Supplied material Start Marker

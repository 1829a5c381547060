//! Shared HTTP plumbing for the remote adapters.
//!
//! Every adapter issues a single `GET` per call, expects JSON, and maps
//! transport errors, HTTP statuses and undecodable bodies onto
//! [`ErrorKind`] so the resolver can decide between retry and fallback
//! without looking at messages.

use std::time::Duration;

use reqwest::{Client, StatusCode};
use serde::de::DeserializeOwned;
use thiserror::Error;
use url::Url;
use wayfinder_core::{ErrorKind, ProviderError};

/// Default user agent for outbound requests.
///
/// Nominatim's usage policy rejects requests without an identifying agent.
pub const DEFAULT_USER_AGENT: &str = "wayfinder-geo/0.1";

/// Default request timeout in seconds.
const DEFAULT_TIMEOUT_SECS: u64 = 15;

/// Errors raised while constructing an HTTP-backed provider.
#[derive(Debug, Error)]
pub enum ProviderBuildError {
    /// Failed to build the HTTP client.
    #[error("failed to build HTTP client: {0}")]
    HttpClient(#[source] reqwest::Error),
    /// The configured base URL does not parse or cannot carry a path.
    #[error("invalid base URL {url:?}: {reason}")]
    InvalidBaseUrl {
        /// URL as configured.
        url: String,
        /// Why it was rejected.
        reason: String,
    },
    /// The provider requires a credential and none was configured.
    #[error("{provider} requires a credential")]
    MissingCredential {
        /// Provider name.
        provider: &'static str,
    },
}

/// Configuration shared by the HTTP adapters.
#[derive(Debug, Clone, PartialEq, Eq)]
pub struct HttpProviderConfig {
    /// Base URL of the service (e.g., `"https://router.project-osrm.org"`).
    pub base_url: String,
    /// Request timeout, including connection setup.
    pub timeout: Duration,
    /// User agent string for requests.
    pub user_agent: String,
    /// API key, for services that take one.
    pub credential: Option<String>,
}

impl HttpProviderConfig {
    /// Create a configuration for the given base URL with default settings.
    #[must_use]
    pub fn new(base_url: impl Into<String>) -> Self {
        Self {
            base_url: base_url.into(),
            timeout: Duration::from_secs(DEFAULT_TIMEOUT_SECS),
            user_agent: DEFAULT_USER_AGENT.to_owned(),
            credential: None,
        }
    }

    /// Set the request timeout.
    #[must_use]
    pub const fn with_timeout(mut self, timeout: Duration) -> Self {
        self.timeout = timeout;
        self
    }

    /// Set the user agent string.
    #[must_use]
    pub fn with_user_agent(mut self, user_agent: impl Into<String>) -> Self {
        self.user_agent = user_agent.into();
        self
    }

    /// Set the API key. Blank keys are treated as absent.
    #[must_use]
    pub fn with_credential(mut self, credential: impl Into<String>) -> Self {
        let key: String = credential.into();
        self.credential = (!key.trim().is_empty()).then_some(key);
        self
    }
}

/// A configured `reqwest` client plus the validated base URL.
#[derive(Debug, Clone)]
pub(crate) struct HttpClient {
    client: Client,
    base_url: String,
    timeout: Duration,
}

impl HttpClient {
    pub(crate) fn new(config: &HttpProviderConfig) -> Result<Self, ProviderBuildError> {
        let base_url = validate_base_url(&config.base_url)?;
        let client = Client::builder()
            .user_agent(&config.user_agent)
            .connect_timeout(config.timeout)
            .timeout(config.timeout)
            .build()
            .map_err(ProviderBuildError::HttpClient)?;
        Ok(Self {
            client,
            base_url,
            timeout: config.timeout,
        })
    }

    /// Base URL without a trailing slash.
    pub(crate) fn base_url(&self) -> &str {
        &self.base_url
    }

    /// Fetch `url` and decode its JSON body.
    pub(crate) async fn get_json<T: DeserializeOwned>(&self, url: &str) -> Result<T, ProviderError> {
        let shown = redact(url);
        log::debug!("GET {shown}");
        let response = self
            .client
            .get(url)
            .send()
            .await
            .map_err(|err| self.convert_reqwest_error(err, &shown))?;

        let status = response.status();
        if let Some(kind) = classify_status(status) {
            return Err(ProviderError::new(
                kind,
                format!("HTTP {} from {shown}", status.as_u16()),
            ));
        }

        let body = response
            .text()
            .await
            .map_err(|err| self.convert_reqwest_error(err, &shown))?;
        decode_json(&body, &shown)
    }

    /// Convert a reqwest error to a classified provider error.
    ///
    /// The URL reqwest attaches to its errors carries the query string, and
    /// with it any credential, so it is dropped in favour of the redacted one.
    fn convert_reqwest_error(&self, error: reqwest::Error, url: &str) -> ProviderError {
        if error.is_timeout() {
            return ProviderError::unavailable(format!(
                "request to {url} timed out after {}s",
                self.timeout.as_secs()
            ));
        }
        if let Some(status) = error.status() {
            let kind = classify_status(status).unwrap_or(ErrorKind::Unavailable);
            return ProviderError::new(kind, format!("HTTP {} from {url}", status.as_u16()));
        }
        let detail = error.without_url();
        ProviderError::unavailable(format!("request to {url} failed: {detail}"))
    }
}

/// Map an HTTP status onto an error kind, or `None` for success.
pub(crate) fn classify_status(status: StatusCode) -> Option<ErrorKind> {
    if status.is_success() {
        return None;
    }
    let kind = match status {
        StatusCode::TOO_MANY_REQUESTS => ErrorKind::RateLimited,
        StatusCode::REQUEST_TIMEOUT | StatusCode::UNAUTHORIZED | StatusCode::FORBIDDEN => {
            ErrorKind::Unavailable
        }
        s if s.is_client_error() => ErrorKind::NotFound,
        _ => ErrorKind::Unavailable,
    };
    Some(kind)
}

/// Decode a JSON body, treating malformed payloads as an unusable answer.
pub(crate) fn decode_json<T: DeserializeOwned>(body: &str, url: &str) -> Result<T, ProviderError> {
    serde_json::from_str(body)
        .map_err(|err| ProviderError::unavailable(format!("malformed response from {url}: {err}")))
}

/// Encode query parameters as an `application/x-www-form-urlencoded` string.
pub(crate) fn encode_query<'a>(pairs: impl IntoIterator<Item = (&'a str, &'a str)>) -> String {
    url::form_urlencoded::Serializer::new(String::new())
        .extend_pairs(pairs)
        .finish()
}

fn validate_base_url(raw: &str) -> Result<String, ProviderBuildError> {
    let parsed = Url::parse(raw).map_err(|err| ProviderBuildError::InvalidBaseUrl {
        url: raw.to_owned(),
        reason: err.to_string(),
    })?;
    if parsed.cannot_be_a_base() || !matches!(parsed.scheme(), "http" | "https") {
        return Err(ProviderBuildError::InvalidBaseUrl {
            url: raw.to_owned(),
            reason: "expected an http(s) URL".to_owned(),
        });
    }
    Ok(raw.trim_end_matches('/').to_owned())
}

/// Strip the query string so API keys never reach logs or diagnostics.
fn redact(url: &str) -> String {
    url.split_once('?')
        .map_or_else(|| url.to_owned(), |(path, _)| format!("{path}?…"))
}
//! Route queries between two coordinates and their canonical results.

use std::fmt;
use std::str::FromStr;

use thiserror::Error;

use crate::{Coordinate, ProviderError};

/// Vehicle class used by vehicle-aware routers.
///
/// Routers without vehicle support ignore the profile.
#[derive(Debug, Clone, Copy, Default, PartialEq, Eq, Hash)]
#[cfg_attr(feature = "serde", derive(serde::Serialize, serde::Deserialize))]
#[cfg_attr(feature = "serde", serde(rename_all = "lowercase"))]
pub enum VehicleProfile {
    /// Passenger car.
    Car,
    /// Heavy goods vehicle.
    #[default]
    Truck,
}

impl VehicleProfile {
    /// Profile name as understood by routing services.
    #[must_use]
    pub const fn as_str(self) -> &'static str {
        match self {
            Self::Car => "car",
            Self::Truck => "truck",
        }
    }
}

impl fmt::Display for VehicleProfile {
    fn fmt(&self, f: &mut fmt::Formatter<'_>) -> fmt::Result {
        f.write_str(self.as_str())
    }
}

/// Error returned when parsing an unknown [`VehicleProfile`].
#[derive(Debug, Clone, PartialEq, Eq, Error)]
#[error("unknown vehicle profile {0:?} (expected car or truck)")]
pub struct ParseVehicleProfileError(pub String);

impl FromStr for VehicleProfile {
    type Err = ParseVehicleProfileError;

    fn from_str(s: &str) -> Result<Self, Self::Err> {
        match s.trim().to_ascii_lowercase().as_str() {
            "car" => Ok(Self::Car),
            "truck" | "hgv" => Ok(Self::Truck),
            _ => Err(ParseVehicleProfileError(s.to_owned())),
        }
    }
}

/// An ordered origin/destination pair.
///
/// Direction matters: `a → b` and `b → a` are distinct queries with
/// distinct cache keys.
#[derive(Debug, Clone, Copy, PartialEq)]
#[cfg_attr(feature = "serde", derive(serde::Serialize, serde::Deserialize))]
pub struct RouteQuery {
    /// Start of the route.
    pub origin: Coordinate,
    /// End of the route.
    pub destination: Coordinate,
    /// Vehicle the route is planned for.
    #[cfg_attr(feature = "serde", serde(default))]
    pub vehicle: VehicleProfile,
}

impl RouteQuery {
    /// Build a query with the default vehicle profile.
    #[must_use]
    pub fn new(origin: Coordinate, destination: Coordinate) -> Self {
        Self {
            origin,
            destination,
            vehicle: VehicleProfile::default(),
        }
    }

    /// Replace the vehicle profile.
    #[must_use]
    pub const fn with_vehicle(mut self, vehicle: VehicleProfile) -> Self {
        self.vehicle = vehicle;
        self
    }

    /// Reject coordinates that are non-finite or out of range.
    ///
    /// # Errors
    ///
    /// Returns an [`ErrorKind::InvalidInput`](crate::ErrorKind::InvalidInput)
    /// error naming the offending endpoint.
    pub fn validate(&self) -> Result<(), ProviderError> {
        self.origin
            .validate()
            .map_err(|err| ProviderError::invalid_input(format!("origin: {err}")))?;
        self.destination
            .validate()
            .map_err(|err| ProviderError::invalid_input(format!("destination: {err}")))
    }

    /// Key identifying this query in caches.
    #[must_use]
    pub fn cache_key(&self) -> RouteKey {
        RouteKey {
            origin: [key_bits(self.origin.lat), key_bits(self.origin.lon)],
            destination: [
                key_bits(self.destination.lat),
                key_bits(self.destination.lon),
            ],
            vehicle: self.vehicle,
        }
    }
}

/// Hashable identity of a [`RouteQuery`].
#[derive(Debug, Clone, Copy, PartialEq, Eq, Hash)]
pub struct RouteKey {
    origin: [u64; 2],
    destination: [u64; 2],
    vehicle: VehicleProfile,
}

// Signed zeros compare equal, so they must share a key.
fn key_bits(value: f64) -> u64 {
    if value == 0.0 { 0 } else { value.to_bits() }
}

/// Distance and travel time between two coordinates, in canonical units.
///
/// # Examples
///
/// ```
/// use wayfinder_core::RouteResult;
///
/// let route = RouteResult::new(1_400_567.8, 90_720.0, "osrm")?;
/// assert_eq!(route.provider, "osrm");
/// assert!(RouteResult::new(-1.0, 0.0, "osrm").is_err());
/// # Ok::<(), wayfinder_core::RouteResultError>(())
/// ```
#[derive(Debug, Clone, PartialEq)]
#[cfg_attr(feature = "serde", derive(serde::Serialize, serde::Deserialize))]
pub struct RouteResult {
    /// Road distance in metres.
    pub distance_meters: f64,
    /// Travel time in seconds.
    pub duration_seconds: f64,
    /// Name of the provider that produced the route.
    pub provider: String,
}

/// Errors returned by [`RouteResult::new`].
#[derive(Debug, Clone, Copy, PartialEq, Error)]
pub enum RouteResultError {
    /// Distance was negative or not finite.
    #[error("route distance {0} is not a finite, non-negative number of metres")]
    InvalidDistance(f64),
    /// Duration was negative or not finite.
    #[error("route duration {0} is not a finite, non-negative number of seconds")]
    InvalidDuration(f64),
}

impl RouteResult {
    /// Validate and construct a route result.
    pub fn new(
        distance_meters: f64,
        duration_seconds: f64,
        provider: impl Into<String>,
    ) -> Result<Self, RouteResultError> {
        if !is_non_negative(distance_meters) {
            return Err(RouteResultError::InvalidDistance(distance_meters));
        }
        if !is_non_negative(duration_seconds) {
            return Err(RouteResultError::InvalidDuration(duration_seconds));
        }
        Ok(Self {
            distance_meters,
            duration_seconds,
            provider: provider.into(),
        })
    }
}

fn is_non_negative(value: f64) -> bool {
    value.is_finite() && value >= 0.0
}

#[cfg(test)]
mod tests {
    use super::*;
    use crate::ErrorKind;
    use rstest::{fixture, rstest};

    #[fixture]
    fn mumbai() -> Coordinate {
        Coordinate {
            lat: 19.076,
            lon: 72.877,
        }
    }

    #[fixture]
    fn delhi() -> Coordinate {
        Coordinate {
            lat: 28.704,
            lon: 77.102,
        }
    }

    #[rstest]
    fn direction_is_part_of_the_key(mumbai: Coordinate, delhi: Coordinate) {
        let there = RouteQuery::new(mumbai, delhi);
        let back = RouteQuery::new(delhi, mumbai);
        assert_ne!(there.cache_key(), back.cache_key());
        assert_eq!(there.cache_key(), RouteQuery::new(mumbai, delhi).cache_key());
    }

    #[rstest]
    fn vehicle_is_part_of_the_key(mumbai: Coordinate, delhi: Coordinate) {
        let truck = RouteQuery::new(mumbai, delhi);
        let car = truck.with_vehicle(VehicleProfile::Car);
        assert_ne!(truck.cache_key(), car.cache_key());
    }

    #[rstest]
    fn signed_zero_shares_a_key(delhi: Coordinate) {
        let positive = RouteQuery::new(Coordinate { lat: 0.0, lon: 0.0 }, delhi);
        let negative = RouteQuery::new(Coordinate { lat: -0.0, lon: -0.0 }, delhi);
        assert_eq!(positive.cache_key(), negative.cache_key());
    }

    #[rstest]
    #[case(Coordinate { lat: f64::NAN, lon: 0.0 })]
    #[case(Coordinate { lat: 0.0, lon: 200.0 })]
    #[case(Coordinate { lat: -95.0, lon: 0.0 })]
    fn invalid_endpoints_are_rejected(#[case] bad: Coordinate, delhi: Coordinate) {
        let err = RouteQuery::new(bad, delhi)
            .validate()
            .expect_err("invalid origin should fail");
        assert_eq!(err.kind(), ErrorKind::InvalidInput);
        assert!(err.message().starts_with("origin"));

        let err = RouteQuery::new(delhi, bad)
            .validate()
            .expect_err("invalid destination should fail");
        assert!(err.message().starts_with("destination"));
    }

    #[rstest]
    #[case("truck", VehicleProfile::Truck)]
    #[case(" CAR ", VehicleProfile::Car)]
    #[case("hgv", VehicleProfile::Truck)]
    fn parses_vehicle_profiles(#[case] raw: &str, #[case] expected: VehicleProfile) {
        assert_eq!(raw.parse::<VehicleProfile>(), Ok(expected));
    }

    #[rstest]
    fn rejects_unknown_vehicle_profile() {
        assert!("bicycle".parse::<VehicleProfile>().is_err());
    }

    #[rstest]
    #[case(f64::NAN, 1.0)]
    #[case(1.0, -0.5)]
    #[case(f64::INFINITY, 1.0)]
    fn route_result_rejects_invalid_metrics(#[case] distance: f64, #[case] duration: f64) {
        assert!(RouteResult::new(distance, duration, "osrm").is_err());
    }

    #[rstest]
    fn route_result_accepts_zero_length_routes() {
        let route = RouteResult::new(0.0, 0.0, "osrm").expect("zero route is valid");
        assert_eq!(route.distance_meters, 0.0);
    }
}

Supplied material End Marker

▶ **What the task asks**: Look at each line above and note whether it holds the word "mumbai". Report how many do, as the number only.

▶ **Solution below**: 7